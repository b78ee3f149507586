//! EXIF tag extraction and formatting.
//!
//! Captions and EXIF ordering read from a small, fixed vocabulary of tags
//! ([`TagField`]). Each field has its own formatting rule applied at
//! extraction time, so everything downstream deals in display strings:
//!
//! | Field | EXIF tag | Example |
//! |---|---|---|
//! | `artist` | Artist | `Jane Doe` |
//! | `datetime` | DateTime | `2024:12:01 10:32:05` |
//! | `make` | Make | `NIKON CORPORATION` |
//! | `model` | Model | `NIKON Z 6` |
//! | `f_number` | FNumber | `f/2.8` |
//! | `focal_length` | FocalLength | `50mm`, `127/2mm` |
//! | `exposure_time` | ExposureTime | `1/250sec` |
//! | `iso` | PhotographicSensitivity | `ISO400` |
//! | `user_comment` | UserComment | `handheld` |
//!
//! ## Missing and unreadable metadata
//!
//! Metadata is cosmetic. A file without EXIF, with a corrupt EXIF block, or
//! that cannot be opened yields an empty [`Tags`]; lookups through
//! [`Tags::get`] then return `""`. Extraction never fails the run.

use exif::{Field, In, Reader, Tag, Value};
use serde::{Deserialize, Serialize};
use std::collections::BTreeMap;
use std::fs::File;
use std::io::BufReader;
use std::path::Path;
use std::str::FromStr;
use thiserror::Error;

/// A recognised metadata field.
#[derive(Debug, Clone, Copy, PartialEq, Eq, PartialOrd, Ord, Hash, Serialize, Deserialize)]
#[serde(rename_all = "snake_case")]
pub enum TagField {
    #[serde(alias = "Image Artist")]
    Artist,
    #[serde(alias = "Image DateTime")]
    Datetime,
    #[serde(alias = "Image Make")]
    Make,
    #[serde(alias = "Image Model")]
    Model,
    #[serde(alias = "EXIF FNumber")]
    FNumber,
    #[serde(alias = "EXIF FocalLength")]
    FocalLength,
    #[serde(alias = "EXIF ExposureTime")]
    ExposureTime,
    #[serde(alias = "EXIF ISOSpeedRatings")]
    Iso,
    #[serde(alias = "EXIF UserComment")]
    UserComment,
}

#[derive(Error, Debug, PartialEq)]
#[error("unknown EXIF tag name '{0}' (expected one of: {names})", names = TagField::names().join(", "))]
pub struct UnknownTagField(pub String);

impl TagField {
    pub const ALL: [TagField; 9] = [
        TagField::Artist,
        TagField::Datetime,
        TagField::Make,
        TagField::Model,
        TagField::FNumber,
        TagField::FocalLength,
        TagField::ExposureTime,
        TagField::Iso,
        TagField::UserComment,
    ];

    /// Canonical config name.
    pub fn name(self) -> &'static str {
        match self {
            TagField::Artist => "artist",
            TagField::Datetime => "datetime",
            TagField::Make => "make",
            TagField::Model => "model",
            TagField::FNumber => "f_number",
            TagField::FocalLength => "focal_length",
            TagField::ExposureTime => "exposure_time",
            TagField::Iso => "iso",
            TagField::UserComment => "user_comment",
        }
    }

    /// The exifread-style name older configs use (`"EXIF FNumber"`).
    pub fn legacy_name(self) -> &'static str {
        match self {
            TagField::Artist => "Image Artist",
            TagField::Datetime => "Image DateTime",
            TagField::Make => "Image Make",
            TagField::Model => "Image Model",
            TagField::FNumber => "EXIF FNumber",
            TagField::FocalLength => "EXIF FocalLength",
            TagField::ExposureTime => "EXIF ExposureTime",
            TagField::Iso => "EXIF ISOSpeedRatings",
            TagField::UserComment => "EXIF UserComment",
        }
    }

    pub fn names() -> Vec<&'static str> {
        Self::ALL.iter().map(|f| f.name()).collect()
    }

    fn exif_tag(self) -> Tag {
        match self {
            TagField::Artist => Tag::Artist,
            TagField::Datetime => Tag::DateTime,
            TagField::Make => Tag::Make,
            TagField::Model => Tag::Model,
            TagField::FNumber => Tag::FNumber,
            TagField::FocalLength => Tag::FocalLength,
            TagField::ExposureTime => Tag::ExposureTime,
            TagField::Iso => Tag::PhotographicSensitivity,
            TagField::UserComment => Tag::UserComment,
        }
    }

    /// Apply this field's unit/prefix rule to a printable value.
    pub fn format(self, printable: &str) -> String {
        match self {
            TagField::FNumber => format!("f/{printable}"),
            TagField::FocalLength => format!("{printable}mm"),
            TagField::ExposureTime => format!("{printable}sec"),
            TagField::Iso => format!("ISO{printable}"),
            _ => printable.to_string(),
        }
    }
}

impl FromStr for TagField {
    type Err = UnknownTagField;

    fn from_str(s: &str) -> Result<Self, Self::Err> {
        let s = s.trim();
        TagField::ALL
            .into_iter()
            .find(|f| f.name() == s || f.legacy_name() == s)
            .ok_or_else(|| UnknownTagField(s.to_string()))
    }
}

impl std::fmt::Display for TagField {
    fn fmt(&self, f: &mut std::fmt::Formatter<'_>) -> std::fmt::Result {
        f.write_str(self.name())
    }
}

/// Formatted tag values for one image.
#[derive(Debug, Clone, Default, PartialEq)]
pub struct Tags(BTreeMap<TagField, String>);

impl Tags {
    pub fn new() -> Self {
        Self::default()
    }

    pub fn insert(&mut self, field: TagField, value: impl Into<String>) {
        self.0.insert(field, value.into());
    }

    /// Value for `field`, or `""` when absent. The single lookup used
    /// everywhere a tag is read.
    pub fn get(&self, field: TagField) -> &str {
        self.0.get(&field).map(String::as_str).unwrap_or("")
    }

    /// Value for `field` only when present and non-empty.
    pub fn get_non_empty(&self, field: TagField) -> Option<&str> {
        Some(self.get(field)).filter(|v| !v.is_empty())
    }

    /// Values for `fields`, in order, joined by single spaces.
    pub fn join(&self, fields: &[TagField]) -> String {
        fields
            .iter()
            .map(|f| self.get(*f))
            .collect::<Vec<_>>()
            .join(" ")
    }

    pub fn is_empty(&self) -> bool {
        self.0.is_empty()
    }

    pub fn iter(&self) -> impl Iterator<Item = (TagField, &str)> {
        self.0.iter().map(|(k, v)| (*k, v.as_str()))
    }
}

impl FromIterator<(TagField, String)> for Tags {
    fn from_iter<I: IntoIterator<Item = (TagField, String)>>(iter: I) -> Self {
        Self(iter.into_iter().collect())
    }
}

/// Reads the tag vocabulary from an image file.
pub trait TagExtractor {
    /// Never fails: unreadable metadata yields empty tags.
    fn extract(&self, path: &Path) -> Tags;
}

/// [`TagExtractor`] backed by `kamadak-exif`.
#[derive(Debug, Default, Clone, Copy)]
pub struct ExifExtractor;

impl TagExtractor for ExifExtractor {
    fn extract(&self, path: &Path) -> Tags {
        let file = match File::open(path) {
            Ok(file) => file,
            Err(e) => {
                log::debug!("Cannot open {} for EXIF: {}", path.display(), e);
                return Tags::new();
            }
        };
        let mut reader = BufReader::new(file);
        match Reader::new().read_from_container(&mut reader) {
            Ok(exif) => TagField::ALL
                .into_iter()
                .filter_map(|field| {
                    let raw = exif.get_field(field.exif_tag(), In::PRIMARY)?;
                    let printable = printable(field, raw)?;
                    Some((field, field.format(&printable)))
                })
                .collect(),
            Err(e) => {
                log::debug!("No readable EXIF in {}: {}", path.display(), e);
                Tags::new()
            }
        }
    }
}

/// Printable form of a raw field, before the field's unit rule is applied.
fn printable(field: TagField, raw: &Field) -> Option<String> {
    let text = match (&raw.value, field) {
        (Value::Rational(values), TagField::FNumber) if values.len() == 1 => {
            let r = &values[0];
            if r.denom == 0 {
                format_ratio(r.num, r.denom)
            } else {
                format_significant(r.num as f64 / r.denom as f64, 5)
            }
        }
        (Value::Rational(values), _) => {
            format_list(values.iter().map(|r| format_ratio(r.num, r.denom)))
        }
        (Value::Ascii(lines), _) => lines
            .iter()
            .map(|line| String::from_utf8_lossy(line).trim_matches(['\0', ' ']).to_string())
            .collect::<Vec<_>>()
            .join(" "),
        (Value::Short(values), _) => format_list(values.iter().map(u16::to_string)),
        (Value::Long(values), _) => format_list(values.iter().map(u32::to_string)),
        (Value::Undefined(bytes, _), TagField::UserComment) => decode_user_comment(bytes),
        _ => raw.display_value().to_string(),
    };
    let text = text.trim().to_string();
    Some(text).filter(|t| !t.is_empty())
}

fn format_list(items: impl Iterator<Item = String>) -> String {
    let items: Vec<String> = items.collect();
    match items.as_slice() {
        [single] => single.clone(),
        _ => format!("[{}]", items.join(", ")),
    }
}

/// Reduced fraction, or a bare integer when the denominator is 1.
pub fn format_ratio(num: u32, denom: u32) -> String {
    let divisor = gcd(num, denom);
    let (n, d) = if divisor > 1 {
        (num / divisor, denom / divisor)
    } else {
        (num, denom)
    };
    if d == 1 {
        n.to_string()
    } else {
        format!("{n}/{d}")
    }
}

fn gcd(mut a: u32, mut b: u32) -> u32 {
    while b != 0 {
        (a, b) = (b, a % b);
    }
    a
}

/// Format with at most `digits` significant digits and no trailing zeros.
///
/// `2.8` stays `2.8` instead of `2.7999999999999998`, `4.0` becomes `4`.
pub fn format_significant(value: f64, digits: i32) -> String {
    if value == 0.0 || !value.is_finite() {
        return format!("{value}");
    }
    let magnitude = value.abs().log10().floor() as i32;
    let decimals = (digits - 1 - magnitude).max(0) as usize;
    let text = format!("{value:.decimals$}");
    if text.contains('.') {
        text.trim_end_matches('0').trim_end_matches('.').to_string()
    } else {
        text
    }
}

/// Decode an EXIF UserComment: an 8-byte character-code header, then text.
fn decode_user_comment(bytes: &[u8]) -> String {
    if bytes.len() < 8 {
        return String::from_utf8_lossy(bytes).trim_matches('\0').to_string();
    }
    let (header, body) = bytes.split_at(8);
    let text = if header.starts_with(b"UNICODE") {
        let big_endian = body.first() == Some(&0);
        let units: Vec<u16> = body
            .chunks_exact(2)
            .map(|pair| {
                if big_endian {
                    u16::from_be_bytes([pair[0], pair[1]])
                } else {
                    u16::from_le_bytes([pair[0], pair[1]])
                }
            })
            .collect();
        String::from_utf16_lossy(&units)
    } else {
        String::from_utf8_lossy(body).into_owned()
    };
    text.trim_matches(['\0', ' ']).to_string()
}

#[cfg(test)]
mod tests {
    use super::*;
    use std::fs;
    use tempfile::TempDir;

    #[test]
    fn tag_field_parses_canonical_and_legacy_names() {
        assert_eq!("f_number".parse::<TagField>(), Ok(TagField::FNumber));
        assert_eq!("EXIF FNumber".parse::<TagField>(), Ok(TagField::FNumber));
        assert_eq!(" iso ".parse::<TagField>(), Ok(TagField::Iso));
        assert_eq!(
            "EXIF ISOSpeedRatings".parse::<TagField>(),
            Ok(TagField::Iso)
        );
    }

    #[test]
    fn unknown_tag_field_lists_vocabulary() {
        let err = "Lens".parse::<TagField>().unwrap_err();
        assert!(err.to_string().contains("exposure_time"));
    }

    #[test]
    fn field_formatting_rules() {
        assert_eq!(TagField::FNumber.format("2.8"), "f/2.8");
        assert_eq!(TagField::FocalLength.format("50"), "50mm");
        assert_eq!(TagField::ExposureTime.format("1/250"), "1/250sec");
        assert_eq!(TagField::Iso.format("400"), "ISO400");
        assert_eq!(TagField::Make.format("NIKON"), "NIKON");
    }

    #[test]
    fn missing_tag_defaults_to_empty() {
        let mut tags = Tags::new();
        tags.insert(TagField::Make, "NIKON");
        assert_eq!(tags.get(TagField::Make), "NIKON");
        assert_eq!(tags.get(TagField::Artist), "");
        assert_eq!(tags.get_non_empty(TagField::Artist), None);
    }

    #[test]
    fn join_keeps_field_order_and_blanks() {
        let mut tags = Tags::new();
        tags.insert(TagField::ExposureTime, "1/250sec");
        tags.insert(TagField::Iso, "ISO100");
        assert_eq!(
            tags.join(&[TagField::ExposureTime, TagField::FNumber, TagField::Iso]),
            "1/250sec  ISO100"
        );
        assert_eq!(tags.join(&[]), "");
    }

    #[test]
    fn ratio_is_reduced() {
        assert_eq!(format_ratio(10, 2500), "1/250");
        assert_eq!(format_ratio(500, 10), "50");
        assert_eq!(format_ratio(127, 2), "127/2");
    }

    #[test]
    fn significant_digits_are_clean() {
        assert_eq!(format_significant(28.0 / 10.0, 5), "2.8");
        assert_eq!(format_significant(4.0, 5), "4");
        assert_eq!(format_significant(71.0 / 10.0, 5), "7.1");
        assert_eq!(format_significant(1.0 / 3.0, 5), "0.33333");
        assert_eq!(format_significant(22.0, 5), "22");
    }

    #[test]
    fn user_comment_ascii_header_stripped() {
        let mut bytes = b"ASCII\0\0\0".to_vec();
        bytes.extend_from_slice(b"handheld\0");
        assert_eq!(decode_user_comment(&bytes), "handheld");
    }

    #[test]
    fn user_comment_unicode_little_endian() {
        let mut bytes = b"UNICODE\0".to_vec();
        for unit in "hi".encode_utf16() {
            bytes.extend_from_slice(&unit.to_le_bytes());
        }
        assert_eq!(decode_user_comment(&bytes), "hi");
    }

    #[test]
    fn extractor_returns_empty_for_missing_file() {
        let tags = ExifExtractor.extract(Path::new("/nonexistent/photo.jpg"));
        assert!(tags.is_empty());
    }

    #[test]
    fn extractor_returns_empty_for_non_image() {
        let tmp = TempDir::new().unwrap();
        let path = tmp.path().join("photo.jpg");
        fs::write(&path, b"not really a jpeg").unwrap();
        assert!(ExifExtractor.extract(&path).is_empty());
    }

    #[test]
    fn extractor_returns_empty_for_jpeg_without_exif() {
        use image::{ImageEncoder, RgbImage};
        let tmp = TempDir::new().unwrap();
        let path = tmp.path().join("plain.jpg");
        let img = RgbImage::from_pixel(8, 8, image::Rgb([10, 20, 30]));
        let file = fs::File::create(&path).unwrap();
        image::codecs::jpeg::JpegEncoder::new(file)
            .write_image(img.as_raw(), 8, 8, image::ExtendedColorType::Rgb8)
            .unwrap();
        assert!(ExifExtractor.extract(&path).is_empty());
    }
}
****************
**WHAT TO DO**
Give back exactly the lines above, from the line containing "tag | Example |" through the line containing "pub fn name(self)", with both end lines and nothing more.

**ANSWER BELOW**
//! | Field | EXIF tag | Example |
//! |---|---|---|
//! | `artist` | Artist | `Jane Doe` |
//! | `datetime` | DateTime | `2024:12:01 10:32:05` |
//! | `make` | Make | `NIKON CORPORATION` |
//! | `model` | Model | `NIKON Z 6` |
//! | `f_number` | FNumber | `f/2.8` |
//! | `focal_length` | FocalLength | `50mm`, `127/2mm` |
//! | `exposure_time` | ExposureTime | `1/250sec` |
//! | `iso` | PhotographicSensitivity | `ISO400` |
//! | `user_comment` | UserComment | `handheld` |
//!
//! ## Missing and unreadable metadata
//!
//! Metadata is cosmetic. A file without EXIF, with a corrupt EXIF block, or
//! that cannot be opened yields an empty [`Tags`]; lookups through
//! [`Tags::get`] then return `""`. Extraction never fails the run.

use exif::{Field, In, Reader, Tag, Value};
use serde::{Deserialize, Serialize};
use std::collections::BTreeMap;
use std::fs::File;
use std::io::BufReader;
use std::path::Path;
use std::str::FromStr;
use thiserror::Error;

/// A recognised metadata field.
#[derive(Debug, Clone, Copy, PartialEq, Eq, PartialOrd, Ord, Hash, Serialize, Deserialize)]
#[serde(rename_all = "snake_case")]
pub enum TagField {
    #[serde(alias = "Image Artist")]
    Artist,
    #[serde(alias = "Image DateTime")]
    Datetime,
    #[serde(alias = "Image Make")]
    Make,
    #[serde(alias = "Image Model")]
    Model,
    #[serde(alias = "EXIF FNumber")]
    FNumber,
    #[serde(alias = "EXIF FocalLength")]
    FocalLength,
    #[serde(alias = "EXIF ExposureTime")]
    ExposureTime,
    #[serde(alias = "EXIF ISOSpeedRatings")]
    Iso,
    #[serde(alias = "EXIF UserComment")]
    UserComment,
}

#[derive(Error, Debug, PartialEq)]
#[error("unknown EXIF tag name '{0}' (expected one of: {names})", names = TagField::names().join(", "))]
pub struct UnknownTagField(pub String);

impl TagField {
    pub const ALL: [TagField; 9] = [
        TagField::Artist,
        TagField::Datetime,
        TagField::Make,
        TagField::Model,
        TagField::FNumber,
        TagField::FocalLength,
        TagField::ExposureTime,
        TagField::Iso,
        TagField::UserComment,
    ];

    /// Canonical config name.
    pub fn name(self) -> &'static str {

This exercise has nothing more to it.